Collected data entries
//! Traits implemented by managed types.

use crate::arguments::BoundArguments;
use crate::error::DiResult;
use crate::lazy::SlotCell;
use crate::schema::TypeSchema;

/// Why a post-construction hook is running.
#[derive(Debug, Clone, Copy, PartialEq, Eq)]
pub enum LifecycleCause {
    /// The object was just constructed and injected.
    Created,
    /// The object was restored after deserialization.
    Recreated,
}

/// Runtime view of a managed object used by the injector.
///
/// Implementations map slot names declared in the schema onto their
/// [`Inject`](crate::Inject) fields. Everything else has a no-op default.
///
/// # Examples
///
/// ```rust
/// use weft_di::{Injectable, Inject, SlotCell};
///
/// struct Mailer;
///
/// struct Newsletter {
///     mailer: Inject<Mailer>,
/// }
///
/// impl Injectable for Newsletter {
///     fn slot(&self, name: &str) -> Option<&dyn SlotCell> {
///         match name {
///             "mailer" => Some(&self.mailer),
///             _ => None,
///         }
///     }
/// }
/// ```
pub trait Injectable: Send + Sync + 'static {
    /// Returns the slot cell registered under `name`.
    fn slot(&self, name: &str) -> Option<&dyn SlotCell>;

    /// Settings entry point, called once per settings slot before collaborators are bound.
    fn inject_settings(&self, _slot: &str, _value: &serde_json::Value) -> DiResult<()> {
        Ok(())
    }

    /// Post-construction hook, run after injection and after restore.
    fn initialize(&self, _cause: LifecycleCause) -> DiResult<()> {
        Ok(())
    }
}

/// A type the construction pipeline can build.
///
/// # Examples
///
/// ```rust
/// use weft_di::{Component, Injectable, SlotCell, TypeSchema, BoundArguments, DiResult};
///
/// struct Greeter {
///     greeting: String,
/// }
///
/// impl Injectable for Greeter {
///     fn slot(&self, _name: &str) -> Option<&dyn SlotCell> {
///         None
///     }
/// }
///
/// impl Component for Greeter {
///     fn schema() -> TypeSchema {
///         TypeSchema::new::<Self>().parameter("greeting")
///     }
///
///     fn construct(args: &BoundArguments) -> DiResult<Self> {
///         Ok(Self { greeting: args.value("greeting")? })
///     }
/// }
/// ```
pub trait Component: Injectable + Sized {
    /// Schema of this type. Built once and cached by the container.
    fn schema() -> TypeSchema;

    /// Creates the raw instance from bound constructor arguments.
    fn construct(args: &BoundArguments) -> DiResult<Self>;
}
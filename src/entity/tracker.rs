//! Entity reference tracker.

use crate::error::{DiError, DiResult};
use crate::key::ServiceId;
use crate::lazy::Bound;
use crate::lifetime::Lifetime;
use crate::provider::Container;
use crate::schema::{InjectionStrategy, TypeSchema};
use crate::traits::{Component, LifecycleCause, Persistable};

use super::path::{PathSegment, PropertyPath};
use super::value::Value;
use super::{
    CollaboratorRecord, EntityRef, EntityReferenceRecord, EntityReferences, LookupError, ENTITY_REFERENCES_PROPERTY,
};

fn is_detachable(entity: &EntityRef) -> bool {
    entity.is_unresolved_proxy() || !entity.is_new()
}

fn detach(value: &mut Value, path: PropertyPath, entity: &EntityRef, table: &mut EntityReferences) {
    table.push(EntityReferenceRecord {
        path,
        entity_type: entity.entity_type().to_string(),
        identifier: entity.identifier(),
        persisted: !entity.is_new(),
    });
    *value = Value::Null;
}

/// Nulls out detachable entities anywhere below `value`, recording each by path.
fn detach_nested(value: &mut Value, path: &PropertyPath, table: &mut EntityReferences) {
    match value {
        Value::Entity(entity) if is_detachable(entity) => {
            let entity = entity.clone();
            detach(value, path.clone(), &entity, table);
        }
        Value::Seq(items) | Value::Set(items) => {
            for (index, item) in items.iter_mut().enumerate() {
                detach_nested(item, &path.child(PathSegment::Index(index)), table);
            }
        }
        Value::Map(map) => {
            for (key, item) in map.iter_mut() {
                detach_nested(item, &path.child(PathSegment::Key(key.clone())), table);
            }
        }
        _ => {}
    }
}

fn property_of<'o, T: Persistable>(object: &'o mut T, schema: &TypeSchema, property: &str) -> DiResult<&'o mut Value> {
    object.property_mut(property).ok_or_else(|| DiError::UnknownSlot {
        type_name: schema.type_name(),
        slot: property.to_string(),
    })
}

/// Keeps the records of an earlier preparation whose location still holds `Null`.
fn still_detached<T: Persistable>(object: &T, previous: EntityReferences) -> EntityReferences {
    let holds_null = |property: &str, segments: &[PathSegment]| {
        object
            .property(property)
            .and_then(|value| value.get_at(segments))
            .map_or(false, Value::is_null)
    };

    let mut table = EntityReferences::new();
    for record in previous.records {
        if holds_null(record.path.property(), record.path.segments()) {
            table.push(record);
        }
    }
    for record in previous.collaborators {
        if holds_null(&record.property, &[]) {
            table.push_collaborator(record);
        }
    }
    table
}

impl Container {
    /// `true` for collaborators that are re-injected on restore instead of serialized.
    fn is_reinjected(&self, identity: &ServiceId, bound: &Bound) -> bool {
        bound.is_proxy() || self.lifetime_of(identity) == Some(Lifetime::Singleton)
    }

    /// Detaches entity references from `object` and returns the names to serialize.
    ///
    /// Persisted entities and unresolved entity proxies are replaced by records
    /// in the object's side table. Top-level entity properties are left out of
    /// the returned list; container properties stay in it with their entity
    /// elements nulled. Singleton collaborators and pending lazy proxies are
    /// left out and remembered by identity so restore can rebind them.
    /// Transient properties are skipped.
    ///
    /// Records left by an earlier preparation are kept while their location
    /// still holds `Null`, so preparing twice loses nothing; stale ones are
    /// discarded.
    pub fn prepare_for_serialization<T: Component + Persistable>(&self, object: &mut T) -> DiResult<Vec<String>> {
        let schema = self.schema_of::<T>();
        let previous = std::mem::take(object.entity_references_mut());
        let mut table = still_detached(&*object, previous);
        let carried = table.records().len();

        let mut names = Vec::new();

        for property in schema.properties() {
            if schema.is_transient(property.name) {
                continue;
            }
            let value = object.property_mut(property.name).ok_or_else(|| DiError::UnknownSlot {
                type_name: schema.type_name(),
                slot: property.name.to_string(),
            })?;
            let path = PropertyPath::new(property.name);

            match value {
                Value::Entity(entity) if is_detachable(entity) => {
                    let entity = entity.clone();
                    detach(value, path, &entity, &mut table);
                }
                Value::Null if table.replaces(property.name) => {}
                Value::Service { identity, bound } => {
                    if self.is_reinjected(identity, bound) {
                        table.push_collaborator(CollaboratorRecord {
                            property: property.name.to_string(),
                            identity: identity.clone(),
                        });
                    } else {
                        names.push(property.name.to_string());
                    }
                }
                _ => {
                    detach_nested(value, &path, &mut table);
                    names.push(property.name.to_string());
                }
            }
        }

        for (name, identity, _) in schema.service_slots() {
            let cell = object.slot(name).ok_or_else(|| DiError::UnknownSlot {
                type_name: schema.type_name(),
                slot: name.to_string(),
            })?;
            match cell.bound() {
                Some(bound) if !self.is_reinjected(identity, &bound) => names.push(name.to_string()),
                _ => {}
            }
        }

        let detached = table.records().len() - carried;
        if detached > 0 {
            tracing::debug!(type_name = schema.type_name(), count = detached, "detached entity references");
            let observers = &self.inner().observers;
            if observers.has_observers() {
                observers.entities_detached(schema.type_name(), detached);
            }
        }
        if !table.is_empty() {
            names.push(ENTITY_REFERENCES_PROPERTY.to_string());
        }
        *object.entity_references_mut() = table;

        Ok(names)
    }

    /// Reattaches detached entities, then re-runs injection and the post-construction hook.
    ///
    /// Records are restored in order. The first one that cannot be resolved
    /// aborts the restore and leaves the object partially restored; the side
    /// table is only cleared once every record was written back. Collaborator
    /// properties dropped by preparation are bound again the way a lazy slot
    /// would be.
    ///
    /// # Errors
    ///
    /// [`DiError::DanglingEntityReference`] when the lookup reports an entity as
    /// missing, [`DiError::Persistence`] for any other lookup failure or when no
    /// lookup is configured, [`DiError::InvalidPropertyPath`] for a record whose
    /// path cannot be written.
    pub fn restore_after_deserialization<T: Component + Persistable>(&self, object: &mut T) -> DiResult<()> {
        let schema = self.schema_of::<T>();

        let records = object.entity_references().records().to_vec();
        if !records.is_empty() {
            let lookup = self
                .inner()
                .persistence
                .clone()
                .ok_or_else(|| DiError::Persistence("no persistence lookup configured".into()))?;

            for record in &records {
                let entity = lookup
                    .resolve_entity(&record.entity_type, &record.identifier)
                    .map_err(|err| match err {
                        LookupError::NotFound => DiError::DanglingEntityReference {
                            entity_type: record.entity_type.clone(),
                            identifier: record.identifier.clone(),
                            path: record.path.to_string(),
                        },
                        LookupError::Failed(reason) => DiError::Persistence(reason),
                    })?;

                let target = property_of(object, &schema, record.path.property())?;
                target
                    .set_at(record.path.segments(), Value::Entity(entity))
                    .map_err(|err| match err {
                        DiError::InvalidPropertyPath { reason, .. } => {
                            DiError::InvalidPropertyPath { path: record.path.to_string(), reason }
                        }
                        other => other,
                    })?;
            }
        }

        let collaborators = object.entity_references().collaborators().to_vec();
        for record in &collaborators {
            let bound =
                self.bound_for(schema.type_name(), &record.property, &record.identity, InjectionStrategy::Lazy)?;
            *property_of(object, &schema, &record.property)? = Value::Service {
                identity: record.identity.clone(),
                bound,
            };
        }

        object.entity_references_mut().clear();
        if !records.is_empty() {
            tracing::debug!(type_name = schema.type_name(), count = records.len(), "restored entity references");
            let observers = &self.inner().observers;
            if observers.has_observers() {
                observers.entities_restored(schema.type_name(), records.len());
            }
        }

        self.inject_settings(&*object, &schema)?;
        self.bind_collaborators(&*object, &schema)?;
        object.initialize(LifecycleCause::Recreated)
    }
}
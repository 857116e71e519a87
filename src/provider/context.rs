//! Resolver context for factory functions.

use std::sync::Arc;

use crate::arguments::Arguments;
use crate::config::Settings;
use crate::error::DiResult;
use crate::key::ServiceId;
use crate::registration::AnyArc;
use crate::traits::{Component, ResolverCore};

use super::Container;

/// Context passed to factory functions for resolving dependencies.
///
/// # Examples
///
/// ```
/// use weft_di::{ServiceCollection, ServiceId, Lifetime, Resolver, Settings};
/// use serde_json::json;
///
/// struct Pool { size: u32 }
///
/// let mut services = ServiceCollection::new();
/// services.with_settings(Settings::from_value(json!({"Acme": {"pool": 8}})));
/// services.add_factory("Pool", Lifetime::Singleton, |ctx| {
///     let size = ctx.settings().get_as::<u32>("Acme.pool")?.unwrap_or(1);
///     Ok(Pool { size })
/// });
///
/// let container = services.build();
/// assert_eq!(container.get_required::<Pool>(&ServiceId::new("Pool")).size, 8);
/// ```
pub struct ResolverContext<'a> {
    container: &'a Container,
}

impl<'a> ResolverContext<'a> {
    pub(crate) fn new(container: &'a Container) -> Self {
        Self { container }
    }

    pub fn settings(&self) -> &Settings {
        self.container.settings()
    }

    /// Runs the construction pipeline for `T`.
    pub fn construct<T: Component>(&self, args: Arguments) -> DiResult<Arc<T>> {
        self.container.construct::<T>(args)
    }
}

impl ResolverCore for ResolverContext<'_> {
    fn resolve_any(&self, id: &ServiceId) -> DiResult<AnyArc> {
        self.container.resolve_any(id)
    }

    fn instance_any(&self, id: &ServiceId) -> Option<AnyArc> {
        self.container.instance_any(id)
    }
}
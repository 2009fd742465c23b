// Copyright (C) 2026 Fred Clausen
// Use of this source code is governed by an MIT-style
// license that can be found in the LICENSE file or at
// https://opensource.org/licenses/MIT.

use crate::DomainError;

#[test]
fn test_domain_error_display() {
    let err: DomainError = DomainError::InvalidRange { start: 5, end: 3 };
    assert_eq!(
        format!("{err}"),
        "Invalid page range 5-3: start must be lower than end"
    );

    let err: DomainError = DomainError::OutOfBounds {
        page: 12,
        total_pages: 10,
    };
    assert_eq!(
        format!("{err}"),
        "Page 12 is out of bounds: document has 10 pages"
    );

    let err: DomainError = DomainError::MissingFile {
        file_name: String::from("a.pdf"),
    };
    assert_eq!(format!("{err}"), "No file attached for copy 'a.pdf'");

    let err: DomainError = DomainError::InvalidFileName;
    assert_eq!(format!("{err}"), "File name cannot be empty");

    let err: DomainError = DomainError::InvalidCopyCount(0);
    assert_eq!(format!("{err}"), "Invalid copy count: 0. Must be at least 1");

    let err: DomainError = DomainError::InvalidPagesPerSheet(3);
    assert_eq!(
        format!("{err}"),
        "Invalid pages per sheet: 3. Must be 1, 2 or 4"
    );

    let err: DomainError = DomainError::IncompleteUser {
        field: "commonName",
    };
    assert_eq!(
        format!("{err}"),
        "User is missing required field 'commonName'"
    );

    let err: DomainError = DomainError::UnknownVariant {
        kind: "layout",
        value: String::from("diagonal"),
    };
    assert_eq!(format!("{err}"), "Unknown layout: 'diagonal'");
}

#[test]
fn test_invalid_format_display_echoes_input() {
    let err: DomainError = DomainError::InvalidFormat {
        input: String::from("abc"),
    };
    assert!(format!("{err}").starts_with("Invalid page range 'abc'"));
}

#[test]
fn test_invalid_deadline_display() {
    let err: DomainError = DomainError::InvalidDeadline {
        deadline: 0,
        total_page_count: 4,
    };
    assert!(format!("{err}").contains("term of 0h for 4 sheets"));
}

TRY IT → Extract every line of the records above that contains the word "properties".

TASK ANSWER →
    /// in the object's side table. Top-level entity properties are left out of
    /// the returned list; container properties stay in it with their entity
    /// Transient properties are skipped.
        for property in schema.properties() {
    /// properties dropped by preparation are bound again the way a lazy slot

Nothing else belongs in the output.